Standing alone in the middle of the street
facing a malevolent fairy tale…I ducked.

The Dredel Led made some movement, I heard a
noise, saw a brief light; then I saw the superstructure above, then I saw a
building, then I saw the road, then I saw another building. And I thought:
“This is weird.”

Then I saw nothing and tasted blood. I was
pretty sure it was mine.

Your body is good at telling you stuff to do
and most times you should listen. It tells you when to eat. It tells you when
you should go to sleep. It tells you when you’re doing something painful and to
quit it. It tells you when you’re afraid and you should run like hell.

My body was telling me—screaming at me—to shut
down and hope whatever unfortunate thing was going on would pass me by. I felt
a dark cloud enveloping me. But it was a good cloud. It took away the pain and
made me feel warm and pleasant.

No.

I didn’t want to feel warm and pleasant. I
didn’t want to forget what was happening. I wanted to be neck deep in it. I’m
too stupid to lie down. You’re going to have to make me!

I climbed up out of the pit that was my mind
and opened my eyes to a bright reality of anguish. I found myself on the
ground, propped against the side of a building and the sidewalk, my arms and
legs splayed outward. My whole body shrieked like grinding metal as I slowly
righted myself and tried to comprehend my environment.
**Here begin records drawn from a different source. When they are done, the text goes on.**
//! Plain-text summary file.

use std::fmt::Write;

use circlesweep_search::{SearchConfig, SearchResult, ThresholdRange};

use crate::caption::caption_lines;

/// Render a plain-text summary: source, configuration, counters and the
/// winning parameters (or the absence of one).
#[must_use]
pub fn summary(config: &SearchConfig, result: &SearchResult, source: Option<&str>) -> String {
    let mut out = String::new();

    let _ = writeln!(out, "Circle search summary");
    if let Some(source) = source {
        let _ = writeln!(out, "Source: {source}");
    }
    let _ = writeln!(out);

    let _ = writeln!(out, "Configuration");
    let _ = writeln!(out, "  target diameter:     {}", config.target_diameter);
    let _ = writeln!(out, "  diameter tolerance:  {}", config.diameter_tolerance);
    let _ = writeln!(out, "  canny:               {}", range(&config.canny));
    let _ = writeln!(out, "  accumulator:         {}", range(&config.accumulator));
    let _ = writeln!(
        out,
        "  weights:             size {} / center {}",
        config.size_weight, config.center_weight
    );
    let _ = writeln!(out);

    let _ = writeln!(out, "{}", result.report());

    if let Some(best) = &result.best {
        let _ = writeln!(out);
        for line in caption_lines(best, config.target_diameter) {
            let _ = writeln!(out, "{line}");
        }
    }

    if !result.export_candidates.is_empty() {
        let _ = writeln!(out);
        let _ = writeln!(
            out,
            "Good matches (score < {}):",
            config.good_match_score
        );
        for (i, c) in result.export_candidates.iter().enumerate() {
            let _ = writeln!(
                out,
                "  {:>3}. canny={} accumulator={} score={:.4}",
                i + 1,
                c.parameters.canny_threshold,
                c.parameters.accumulator_threshold,
                c.score,
            );
        }
    }

    out
}

fn range(r: &ThresholdRange) -> String {
    format!("{}..={} step {} ({} values)", r.start, r.end, r.step, r.len())
}
//! Search notifications: progress, status, and completion.
//!
//! A single [`SearchObserver`] receives all three channels. Every method
//! has a no-op default, so a caller implements only what it listens to,
//! and [`NullObserver`] listens to nothing. Whether or not anyone is
//! listening never changes the search itself.
//!
//! `progress` and `status` are called from worker threads, hence the
//! `Sync` bound. `completed` is called once, from the calling thread,
//! after all work (and any artifact export) has finished.

use serde::{Deserialize, Serialize};

use crate::types::{DetectedCircle, ParameterCombination, ScoredCandidate};

/// How serious a status message is.
#[derive(Debug, Clone, Copy, PartialEq, Eq, Serialize, Deserialize)]
pub enum Severity {
    /// Informational milestone.
    Info,
    /// A recovered failure; the search continues.
    Warning,
    /// A failure the caller should see; the search still completes.
    Error,
}

impl Severity {
    /// Returns `true` for [`Severity::Warning`] and [`Severity::Error`].
    #[must_use]
    pub const fn is_problem(self) -> bool {
        matches!(self, Self::Warning | Self::Error)
    }
}

/// Aggregate numbers attached to the completion notification.
#[derive(Debug, Clone, Copy, PartialEq, Serialize, Deserialize)]
pub struct ResultInfo {
    /// Grid cells evaluated.
    pub combinations_tested: usize,
    /// Qualifying circles published across the grid.
    pub circles_found: usize,
    /// Score of the winning candidate.
    pub score: Option<f64>,
    /// Diameter error of the winner in pixels.
    pub size_difference: Option<f64>,
    /// Distance of the winner from the image center in pixels.
    pub center_distance: Option<f64>,
    /// The search stopped early because it was cancelled.
    pub cancelled: bool,
}

/// Payload of [`SearchObserver::completed`].
///
/// Sent for every finished search, including searches with no match,
/// so callers can tell "nothing found" apart from "never finished".
#[derive(Debug, Clone, Copy, PartialEq, Serialize, Deserialize)]
pub struct CompletionReport {
    /// The winning circle, if any.
    pub circle: Option<DetectedCircle>,
    /// The parameters that produced the winning circle, if any.
    pub parameters: Option<ParameterCombination>,
    /// Counters and error terms.
    pub info: ResultInfo,
}

impl CompletionReport {
    /// Build a report from the winner (if any) and the counters.
    #[must_use]
    pub fn new(
        best: Option<&ScoredCandidate>,
        combinations_tested: usize,
        circles_found: usize,
        cancelled: bool,
    ) -> Self {
        Self {
            circle: best.map(|c| c.circle),
            parameters: best.map(|c| c.parameters),
            info: ResultInfo {
                combinations_tested,
                circles_found,
                score: best.map(|c| c.score),
                size_difference: best.map(|c| c.size_difference),
                center_distance: best.map(|c| c.center_distance),
                cancelled,
            },
        }
    }
}

/// Receiver for search notifications.
pub trait SearchObserver: Sync {
    /// `current` of `total` grid cells have been evaluated.
    fn progress(&self, _current: usize, _total: usize, _message: Option<&str>) {}

    /// A status message, usually a recovered failure.
    fn status(&self, _message: &str, _severity: Severity) {}

    /// The search has finished.
    fn completed(&self, _report: &CompletionReport) {}
}

/// Observer that ignores every notification.
#[derive(Debug, Clone, Copy, Default)]
pub struct NullObserver;

impl SearchObserver for NullObserver {}
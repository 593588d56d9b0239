//! Writing search artifacts to disk.
//!
//! Runs single-threaded after the search has finished. A failed write
//! is reported through the observer and never fails the search: the
//! annotated image, overlay and summary report [`Severity::Error`], a
//! single diagnostic candidate reports [`Severity::Warning`] and the
//! remaining candidates are still written.

use std::path::{Path, PathBuf};

use circlesweep_export::{
    AnnotationStyle, ExportError, OverlayMetadata, annotate, candidate_file_name, caption_lines,
    summary, to_overlay_svg,
};
use circlesweep_search::{
    Dimensions, GrayImage, ScoredCandidate, SearchConfig, SearchObserver, SearchResult, Severity,
};
use image::DynamicImage;

/// Where to write artifacts. Every output is optional.
#[derive(Debug, Clone, Default)]
pub struct OutputOptions {
    /// Annotated copy of the source image. The format follows the
    /// extension (PNG, JPEG, BMP, WebP).
    pub annotated_path: Option<PathBuf>,
    /// Plain-text summary.
    pub summary_path: Option<PathBuf>,
    /// SVG overlay with the diagnostic caption.
    pub svg_path: Option<PathBuf>,
    /// Directory for per-candidate diagnostic images. Used only when
    /// the search config enables candidate saving.
    pub candidates_dir: Option<PathBuf>,
}

impl OutputOptions {
    /// Returns `true` if no output is configured.
    #[must_use]
    pub const fn is_empty(&self) -> bool {
        self.annotated_path.is_none()
            && self.summary_path.is_none()
            && self.svg_path.is_none()
            && self.candidates_dir.is_none()
    }
}

/// Errors from writing a single artifact.
#[derive(Debug, thiserror::Error)]
pub enum WriteError {
    /// Rendering failed.
    #[error(transparent)]
    Export(#[from] ExportError),

    /// Encoding or saving an image failed.
    #[error("cannot save image: {0}")]
    Image(#[from] image::ImageError),

    /// A filesystem operation failed.
    #[error(transparent)]
    Io(#[from] std::io::Error),
}

/// Everything needed to render artifacts for one search.
pub struct ArtifactWriter<'a> {
    /// Source image the search ran on.
    pub image: &'a GrayImage,
    /// Config the search ran with.
    pub config: &'a SearchConfig,
    /// The finished search.
    pub result: &'a SearchResult,
    /// Source image path, shown in the summary and overlay title.
    pub source: Option<&'a Path>,
}

impl ArtifactWriter<'_> {
    /// Write every configured artifact and return how many were written.
    ///
    /// Nothing is written when the search found no circle or was
    /// cancelled.
    pub fn write_all(&self, output: &OutputOptions, observer: &dyn SearchObserver) -> usize {
        let Some(best) = self.result.best.as_ref().filter(|_| !self.result.cancelled) else {
            if !output.is_empty() {
                log::info!("no winning circle; skipping artifacts");
            }
            return 0;
        };

        let mut written = 0;
        let mut attempt = |what: &str, path: &Path, outcome: Result<(), WriteError>| match outcome
        {
            Ok(()) => {
                log::info!("{what} written to {}", path.display());
                written += 1;
            }
            Err(e) => report(
                observer,
                Severity::Error,
                &format!("cannot write {what} to {}: {e}", path.display()),
            ),
        };

        if let Some(path) = &output.annotated_path {
            attempt("annotated image", path, self.write_annotated(best, path));
        }
        if let Some(path) = &output.svg_path {
            attempt("overlay", path, self.write_overlay(best, path));
        }
        if let Some(path) = &output.summary_path {
            attempt(
                "summary",
                path,
                std::fs::write(path, summary(self.config, self.result, self.source_name()))
                    .map_err(WriteError::from),
            );
        }
        if self.config.save_candidates
            && let Some(dir) = &output.candidates_dir
        {
            written += self.write_candidates(dir, observer);
        }

        written
    }

    fn write_annotated(&self, candidate: &ScoredCandidate, path: &Path) -> Result<(), WriteError> {
        let style = AnnotationStyle::for_dimensions(Dimensions::of(self.image));
        let caption = caption_lines(candidate, self.config.target_diameter);
        let annotated = annotate(self.image, candidate, &caption, &style)?;
        // Opaque RGB encodes in every supported format, including JPEG.
        DynamicImage::ImageRgba8(annotated).to_rgb8().save(path)?;
        Ok(())
    }

    fn write_overlay(&self, best: &ScoredCandidate, path: &Path) -> Result<(), WriteError> {
        let caption = caption_lines(best, self.config.target_diameter);
        let config_json = serde_json::to_string(self.config).ok();
        let metadata = OverlayMetadata {
            title: self.source_name(),
            description: config_json.as_deref(),
        };
        let svg = to_overlay_svg(self.result.dimensions, Some(best), &caption, &metadata);
        std::fs::write(path, svg)?;
        Ok(())
    }

    fn write_candidates(&self, dir: &Path, observer: &dyn SearchObserver) -> usize {
        if let Err(e) = std::fs::create_dir_all(dir) {
            report(
                observer,
                Severity::Error,
                &format!("cannot create {}: {e}", dir.display()),
            );
            return 0;
        }

        let mut written = 0;
        for (i, candidate) in self.result.export_candidates.iter().enumerate() {
            let path = dir.join(candidate_file_name(i + 1, candidate.score, "png"));
            match self.write_annotated(candidate, &path) {
                Ok(()) => written += 1,
                Err(e) => report(
                    observer,
                    Severity::Warning,
                    &format!("cannot write candidate {}: {e}", path.display()),
                ),
            }
        }
        log::info!(
            "{written} of {} candidates written to {}",
            self.result.export_candidates.len(),
            dir.display()
        );
        written
    }

    fn source_name(&self) -> Option<&str> {
        self.source
            .and_then(Path::file_name)
            .and_then(|name| name.to_str())
    }
}

fn report(observer: &dyn SearchObserver, severity: Severity, message: &str) {
    match severity {
        Severity::Error => log::error!("{message}"),
        Severity::Warning => log::warn!("{message}"),
        Severity::Info => log::info!("{message}"),
    }
    observer.status(message, severity);
}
There was gunfire. Lots of it. I couldn’t quite
place who or what was firing and where they were. I heard some muffled, urgent
noise and realized it was Garm yelling at me a foot away from my face.

“Hank, get up,” she was saying.

I somehow managed to climb to my feet and I
took in what was going on.

There were soldiers lying on the ground. Two
were firing from the doorways of buildings. The robot hadn’t moved. Or at least
not very far, I couldn’t be sure where we had started at this point.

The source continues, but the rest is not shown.